Yes, it seems as if spring has taken forever to get here but one annual sign of the season, known formally as The Penn Relay Carnival, has returned for the 124th year.
For the next three days, Thursday through Saturday, more than 300 events will be conducted over almost 35 hours both at Franklin Field and at Moon Mondschein Field along the Schuylkill Expressway, where athletes will compete in the shot put, discus, javelin, and hammer.
The ages of the contestants range from fourth-graders to 97-year-old George Scott of Philadelphia, one of the contestants in the Masters 100 meters for youngsters 80 and older. In all, it adds up to about 20,000 athletes from more than 1,000 high schools and about 200 colleges representing eight countries, 29 states, the District of Columbia and Puerto Rico.
However, there’s more to the Penn Relays than just the competition.

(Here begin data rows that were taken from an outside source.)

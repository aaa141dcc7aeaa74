use serde_json::Value;
use yew::prelude::*;
use wasm_bindgen_futures::spawn_local;

use crate::api;
use crate::components::notification::{Toast, ToastMessage};
use crate::models::User;

/// Flattens the stats object into (label, value) pairs, sorted by label.
/// `total_users` becomes `Total Users`.
pub fn stat_tiles(stats: &Value) -> Vec<(String, String)> {
    let Value::Object(fields) = stats else {
        return Vec::new();
    };
    let mut tiles: Vec<(String, String)> = fields
        .iter()
        .map(|(key, value)| {
            let label = key
                .split('_')
                .filter(|word| !word.is_empty())
                .map(|word| {
                    let mut chars = word.chars();
                    match chars.next() {
                        Some(first) => first.to_uppercase().chain(chars).collect::<String>(),
                        None => String::new(),
                    }
                })
                .collect::<Vec<_>>()
                .join(" ");
            let value = match value {
                Value::String(s) => s.clone(),
                Value::Null => "-".to_string(),
                other => other.to_string(),
            };
            (label, value)
        })
        .collect();
    tiles.sort();
    tiles
}

#[derive(Properties, PartialEq)]
pub struct OverviewProps {
    pub user: User,
}

/// Parent, teacher and admin landing view: the platform stats as tiles.
#[function_component]
pub fn RoleOverview(props: &OverviewProps) -> Html {
    let stats = use_state(|| None::<Value>);
    let toast = use_state(|| None::<ToastMessage>);

    {
        let stats = stats.clone();
        let toast = toast.clone();
        use_effect_with_deps(
            move |_| {
                spawn_local(async move {
                    match api::fetch_dashboard_stats().await {
                        Ok(data) => stats.set(Some(data)),
                        Err(e) => {
                            log::error!("Error fetching dashboard stats: {}", e);
                            stats.set(Some(Value::Null));
                            toast.set(Some(ToastMessage::error("Unable to load stats", &e.to_string())));
                        }
                    }
                });
                || ()
            },
            (),
        );
    }

    let dismiss_toast = {
        let toast = toast.clone();
        Callback::from(move |_| toast.set(None))
    };

    let user = &props.user;

    html! {
        <div class="dashboard-container">
            <div class="dashboard-header">
                <h1>{format!("Welcome back, {}!", user.display_first_name())}</h1>
                <p>{format!("{} dashboard", user.role.label())}</p>
            </div>
            {
                match stats.as_ref() {
                    None => html! { <div class="dashboard-loading"><span class="loading-spinner"></span></div> },
                    Some(value) => {
                        let tiles = stat_tiles(value);
                        if tiles.is_empty() {
                            html! { <div class="empty-state">{"No statistics available yet."}</div> }
                        } else {
                            html! {
                                <div class="summary-cards">
                                    { for tiles.into_iter().map(|(label, value)| html! {
                                        <div class="summary-card" key={label.clone()}>
                                            <div class="summary-title">{label}</div>
                                            <div class="summary-value">{value}</div>
                                        </div>
                                    }) }
                                </div>
                            }
                        }
                    }
                }
            }
            <Toast message={(*toast).clone()} on_dismiss={dismiss_toast} />
        </div>
    }
}

#[cfg(test)]
mod tests {
    use super::*;
    use serde_json::json;

    #[test]
    fn object_fields_become_labelled_tiles() {
        let tiles = stat_tiles(&json!({
            "total_users": 120,
            "active_courses": "14",
            "average_score": 87.5,
            "last_sync": null
        }));
        assert_eq!(
            tiles,
            vec![
                ("Active Courses".to_string(), "14".to_string()),
                ("Average Score".to_string(), "87.5".to_string()),
                ("Last Sync".to_string(), "-".to_string()),
                ("Total Users".to_string(), "120".to_string()),
            ]
        );
    }

    #[test]
    fn non_objects_render_nothing() {
        assert!(stat_tiles(&Value::Null).is_empty());
        assert!(stat_tiles(&json!([1, 2, 3])).is_empty());
    }
}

Get to Franklin Field early and go to the northeast corner of the stadium, also known as the “Woooo!” corner, where seasoned track observers react to runners making the turn into the homestretch. The carnival village outside the stadium is anchored by a Nike tent and other activities and food areas where people reunite with old friends or make new ones.
And if you can’t make it to the carnival in person, the events will be carried by usatf.tv on a live webcast for a subscription fee. NBC Sports Network will have one hour of coverage Friday at 6 p.m. and then will return the next day from 12:30 to 3 p.m.

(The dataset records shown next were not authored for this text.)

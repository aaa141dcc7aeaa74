use yew::prelude::*;
use yew_router::prelude::*;
use web_sys::HtmlInputElement;
use wasm_bindgen_futures::spawn_local;
use log::{error, info};

use crate::api;
use crate::content::demo_accounts;
use crate::session;
use crate::Route;

#[function_component]
pub fn Login() -> Html {
    let email = use_state(String::new);
    let password = use_state(String::new);
    let error = use_state(|| None::<String>);
    let is_loading = use_state(|| false);

    if session::is_logged_in() {
        return html! { <Redirect<Route> to={Route::Dashboard} /> };
    }

    let on_email = {
        let email = email.clone();
        let error = error.clone();
        Callback::from(move |e: InputEvent| {
            let input: HtmlInputElement = e.target_unchecked_into();
            email.set(input.value());
            error.set(None);
        })
    };

    let on_password = {
        let password = password.clone();
        let error = error.clone();
        Callback::from(move |e: InputEvent| {
            let input: HtmlInputElement = e.target_unchecked_into();
            password.set(input.value());
            error.set(None);
        })
    };

    let onsubmit = {
        let email = email.clone();
        let password = password.clone();
        let error = error.clone();
        let is_loading = is_loading.clone();
        Callback::from(move |e: SubmitEvent| {
            e.prevent_default();
            let email = (*email).clone();
            let password = (*password).clone();
            let error = error.clone();
            let is_loading = is_loading.clone();
            is_loading.set(true);
            error.set(None);
            spawn_local(async move {
                match api::login(email, password).await {
                    Ok(resp) => {
                        if session::store(&resp.access_token, &resp.user) {
                            info!("Logged in as {} ({})", resp.user.email, resp.user.role.as_str());
                            if let Some(window) = web_sys::window() {
                                let _ = window.location().set_href("/dashboard");
                            }
                        } else {
                            error.set(Some("Could not save your session in this browser".to_string()));
                        }
                    }
                    Err(e) => {
                        error!("Login failed: {}", e);
                        error.set(Some(e.to_string()));
                    }
                }
                is_loading.set(false);
            });
        })
    };

    html! {
        <div class="login-page">
            <style>
                {r#"
                    .login-page {
                        min-height: 100vh;
                        display: flex;
                        flex-direction: column;
                        align-items: center;
                        justify-content: center;
                        gap: 1.5rem;
                        padding: 3rem 1rem;
                        background: #f9fafb;
                    }
                    .login-container, .demo-accounts {
                        width: 100%;
                        max-width: 440px;
                        background: #fff;
                        border: 1px solid #e5e7eb;
                        border-radius: 16px;
                        padding: 2rem;
                    }
                    .login-container h1 { text-align: center; font-size: 1.8rem; margin-bottom: 0.5rem; }
                    .login-container p { text-align: center; color: #6b7280; margin-bottom: 1.5rem; }
                    .login-container label { display: block; font-weight: 500; margin-bottom: 0.3rem; }
                    .login-container input {
                        width: 100%;
                        padding: 0.7rem;
                        border: 1px solid #d1d5db;
                        border-radius: 8px;
                        margin-bottom: 1rem;
                    }
                    .login-submit {
                        width: 100%;
                        padding: 0.8rem;
                        border: none;
                        border-radius: 8px;
                        background: #2563eb;
                        color: #fff;
                        font-weight: 600;
                        cursor: pointer;
                    }
                    .login-submit:disabled { opacity: 0.6; cursor: default; }
                    .error-message {
                        background: #fef2f2;
                        color: #b91c1c;
                        border-radius: 8px;
                        padding: 0.75rem;
                        margin-bottom: 1rem;
                    }
                    .demo-accounts { font-size: 0.85rem; color: #4b5563; }
                    .demo-accounts h2 { font-size: 1rem; margin-bottom: 0.75rem; }
                "#}
            </style>
            <div class="login-container">
                <h1>{"Sign in to your account"}</h1>
                <p>{"Welcome back to TecAI Kids platform"}</p>
                <form {onsubmit}>
                    if let Some(message) = (*error).as_ref() {
                        <div class="error-message">{message}</div>
                    }
                    <label for="email">{"Email address"}</label>
                    <input
                        id="email"
                        type="email"
                        required=true
                        placeholder="Enter your email"
                        value={(*email).clone()}
                        oninput={on_email}
                    />
                    <label for="password">{"Password"}</label>
                    <input
                        id="password"
                        type="password"
                        required=true
                        placeholder="Enter your password"
                        value={(*password).clone()}
                        oninput={on_password}
                    />
                    <button type="submit" class="login-submit" disabled={*is_loading}>
                        { if *is_loading { "Signing in..." } else { "Sign in" } }
                    </button>
                </form>
            </div>
            <div class="demo-accounts">
                <h2>{"Demo Accounts"}</h2>
                { for demo_accounts().into_iter().map(|account| html! {
                    <p key={account.role}>
                        <strong>{format!("{}: ", account.role)}</strong>
                        {format!("{} / {}", account.email, account.password)}
                    </p>
                }) }
            </div>
        </div>
    }
}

Here are some other things to know about the carnival:
Welcoming the world. For the 19th consecutive year, former Olympians and other international stars will compete in the USA vs. The World competition. The six relays this year, three each for men and women, will be the 4×100 meters, the 4×400 and the sprint medley. Once again, the homestretch duels between the United States and Jamaica, with fans of both countries yelling their lungs out, will generate plenty of goose bumps.

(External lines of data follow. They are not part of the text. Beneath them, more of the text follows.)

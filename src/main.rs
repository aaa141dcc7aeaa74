use yew::prelude::*;
use yew_router::prelude::*;
use log::{info, Level};
use web_sys::{window, MouseEvent};

mod api;
mod config;
mod content;
mod counter;
mod models;
mod progress;
mod recommendations;
mod session;

mod components {
    pub mod notification;
}
mod pages {
    pub mod dashboard;
    pub mod landing;
    pub mod stats;
}
mod auth {
    pub mod login;
}
mod dashboard {
    pub mod overview;
    pub mod recommendations;
    pub mod student;
}

use auth::login::Login;
use models::User;
use pages::{dashboard::Dashboard, landing::Landing};

#[derive(Clone, Routable, PartialEq)]
pub enum Route {
    #[at("/")]
    Home,
    #[at("/login")]
    Login,
    #[at("/dashboard")]
    Dashboard,
    #[not_found]
    #[at("/404")]
    NotFound,
}

fn switch(routes: Route) -> Html {
    match routes {
        Route::Home => {
            info!("Rendering Home page");
            html! { <Landing /> }
        },
        Route::Login => {
            info!("Rendering Login page");
            html! { <Login /> }
        },
        Route::Dashboard => {
            info!("Rendering Dashboard page");
            html! { <Dashboard /> }
        },
        Route::NotFound => {
            info!("Unknown route, sending to Home");
            html! { <Redirect<Route> to={Route::Home} /> }
        },
    }
}

#[derive(Properties, PartialEq)]
pub struct NavProps {
    pub user: Option<User>,
    pub on_logout: Callback<()>,
}

#[function_component(Nav)]
pub fn nav(props: &NavProps) -> Html {
    let NavProps { user, on_logout } = props;
    let menu_open = use_state(|| false);
    let route = use_route::<Route>();

    let toggle_menu = {
        let menu_open = menu_open.clone();
        Callback::from(move |e: MouseEvent| {
            e.prevent_default();
            menu_open.set(!*menu_open);
        })
    };

    let close_menu = {
        let menu_open = menu_open.clone();
        Callback::from(move |_: MouseEvent| menu_open.set(false))
    };

    let handle_logout = {
        let on_logout = on_logout.clone();
        let menu_open = menu_open.clone();
        Callback::from(move |_: MouseEvent| {
            menu_open.set(false);
            on_logout.emit(());
        })
    };

    let active = |target: Route| (route.as_ref() == Some(&target)).then_some("active");

    html! {
        <nav class="top-nav">
            <style>
                {r#"
                    .top-nav { background: #fff; border-bottom: 1px solid #e5e7eb; }
                    .nav-content {
                        max-width: 1200px;
                        margin: 0 auto;
                        height: 64px;
                        display: flex;
                        justify-content: space-between;
                        align-items: center;
                        padding: 0 1rem;
                    }
                    .nav-logo { display: flex; align-items: center; gap: 0.5rem; font-weight: 700; font-size: 1.25rem; color: #111827; text-decoration: none; }
                    .nav-logo-mark {
                        width: 32px;
                        height: 32px;
                        border-radius: 8px;
                        background: linear-gradient(90deg, #2563eb, #9333ea);
                        color: #fff;
                        display: flex;
                        align-items: center;
                        justify-content: center;
                        font-size: 0.9rem;
                    }
                    .nav-right { display: flex; align-items: center; gap: 1.25rem; }
                    .nav-link { color: #374151; text-decoration: none; }
                    .nav-link.active { color: #2563eb; }
                    .nav-cta { background: #2563eb; color: #fff; padding: 0.5rem 1rem; border-radius: 8px; text-decoration: none; }
                    .user-menu { position: relative; }
                    .avatar {
                        width: 40px;
                        height: 40px;
                        border-radius: 50%;
                        border: none;
                        background: #dbeafe;
                        color: #2563eb;
                        font-weight: 600;
                        cursor: pointer;
                    }
                    .user-dropdown {
                        position: absolute;
                        right: 0;
                        top: 48px;
                        width: 224px;
                        background: #fff;
                        border: 1px solid #e5e7eb;
                        border-radius: 8px;
                        box-shadow: 0 8px 24px rgba(0, 0, 0, 0.1);
                        padding: 0.5rem;
                        z-index: 50;
                    }
                    .user-dropdown .user-name { font-weight: 500; }
                    .user-dropdown .user-email { font-size: 0.75rem; color: #6b7280; }
                    .user-dropdown hr { border: none; border-top: 1px solid #e5e7eb; margin: 0.5rem 0; }
                    .user-dropdown a, .user-dropdown button {
                        display: block;
                        width: 100%;
                        text-align: left;
                        padding: 0.4rem;
                        background: none;
                        border: none;
                        color: #111827;
                        text-decoration: none;
                        cursor: pointer;
                    }
                    .role-admin { color: #dc2626; }
                    .role-teacher { color: #2563eb; }
                    .role-parent { color: #16a34a; }
                    .role-student { color: #9333ea; }
                    .role-unknown { color: #4b5563; }
                "#}
            </style>
            <div class="nav-content">
                <Link<Route> to={Route::Home} classes="nav-logo">
                    <span class="nav-logo-mark">{"T"}</span>
                    {"TecAI Kids"}
                </Link<Route>>
                <div class="nav-right">
                    {
                        match user {
                            None => html! {
                                <>
                                    <Link<Route> to={Route::Home} classes={classes!("nav-link", active(Route::Home))}>
                                        {"Home"}
                                    </Link<Route>>
                                    <Link<Route> to={Route::Login} classes={classes!("nav-link", active(Route::Login))}>
                                        {"Login"}
                                    </Link<Route>>
                                    <Link<Route> to={Route::Login} classes="nav-cta">
                                        {"Get Started"}
                                    </Link<Route>>
                                </>
                            },
                            Some(user) => html! {
                                <>
                                    <Link<Route> to={Route::Dashboard} classes={classes!("nav-link", active(Route::Dashboard))}>
                                        {"Dashboard"}
                                    </Link<Route>>
                                    <div class="user-menu">
                                        <button class="avatar" onclick={toggle_menu}>{user.initials()}</button>
                                        if *menu_open {
                                            <div class="user-dropdown">
                                                <div class="user-name">{user.display_name()}</div>
                                                <div class="user-email">{&user.email}</div>
                                                <div class={classes!("user-role", user.role.badge_class())}>{user.role.label()}</div>
                                                <hr />
                                                <div onclick={close_menu}>
                                                    <Link<Route> to={Route::Dashboard}>{"Dashboard"}</Link<Route>>
                                                </div>
                                                <hr />
                                                <button onclick={handle_logout}>{"Log out"}</button>
                                            </div>
                                        }
                                    </div>
                                </>
                            },
                        }
                    }
                </div>
            </div>
        </nav>
    }
}

#[function_component]
fn App() -> Html {
    let user = use_state(session::current_user);
    let handle_logout = {
        Callback::from(move |_| {
            session::clear();
            if let Some(window) = window() {
                // Full navigation so every view re-reads the now empty session
                let _ = window.location().set_href("/");
            }
        })
    };

    html! {
        <BrowserRouter>
            <Nav user={(*user).clone()} on_logout={handle_logout} />
            <main>
                <Switch<Route> render={switch} />
            </main>
        </BrowserRouter>
    }
}

fn main() {
    // Initialize console error panic hook for better error messages
    console_error_panic_hook::set_once();

    // Initialize logging
    console_log::init_with_level(Level::Info).expect("error initializing log");

    info!("Starting application");
    yew::Renderer::<App>::new().render();
}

SEC representation. Southeastern Conference schools that used to dominate the Penn Relays have looked elsewhere for competition in recent years, but the league will have representation this week from Auburn, Mississippi State, South Carolina and Vanderbilt. “Penn Relays is a meet we take pride in, a tradition that we love to take part in every year,” Auburn coach Ralph Spry says.
Speaking of Auburn. The Tigers bring plenty of sprint power to the shorter relays, with three men – Raheem Chambers, Akeem Bloomfield and Nathon Allen – and two women – Natalliah Whyte and Jonielle Smith – having gained All-America status at last month’s NCAA indoor championships. All five runners are from Jamaica.
Don’t forget Houston. Houston coach Leroy Burrell, the former Penn Wood High School star, U.S. Olympian and world record-holder in the 100, also is bringing a strong sprint crew to Penn, a group that includes his son, Cameron. However, two-time NCAA indoor champion Elijah Hall may not participate, although he will make the trip to Franklin Field. Competing last year as Eli Hall-Thompson, he ran the fastest 100 in Penn Relays history – a wind-aided time of 10.00 seconds.
Jamaica is in the house. A total of 34 high schools from Jamaica will compete at the carnival. Less than four hours after breaking the 4×100 record, Calabar High broke a 20-year-old record in the 4×400 relay last year with a time of 3 minutes, 8.59 seconds — and the team already has run faster than that this year.
Welcome, New Zealand. St. Peter’s School, a team from Cambridge, Waikato, New Zealand, will be competing in a number of high school events.
Loaded in the mile. Former Villanova star Angel Piccirillo, who won a record nine Penn Relays watches as a collegian, is expected to take part in the women’s Olympic Development mile alongside Ajee Wilson, the bronze medalist in the 800 meters at last year’s World Championships, and Charlene Lipsey, who took seventh in the same race.
Program change. The Penn Relays program still contains useful information on past performances, records and former Olympians who have competed. But the program will come with an insert that provides the latest information on schedule and updated entries and runners for that particular day.
More useful information. Tickets can be purchased for $20 (general admission) and $26 (reserved) for Thursday and Friday, and Saturday prices range from $32 to $62. Find more information on buying tickets here. … Public parking may be found on campus at 34th and Chestnut, 38th and Walnut, and 40th and Walnut, but your best bet might be SEPTA considering all the congestion around the stadium area. … Regional rail is also a good option with trains to the airport, to Wilmington and to Media/Elwyn, all stopping at University City Station.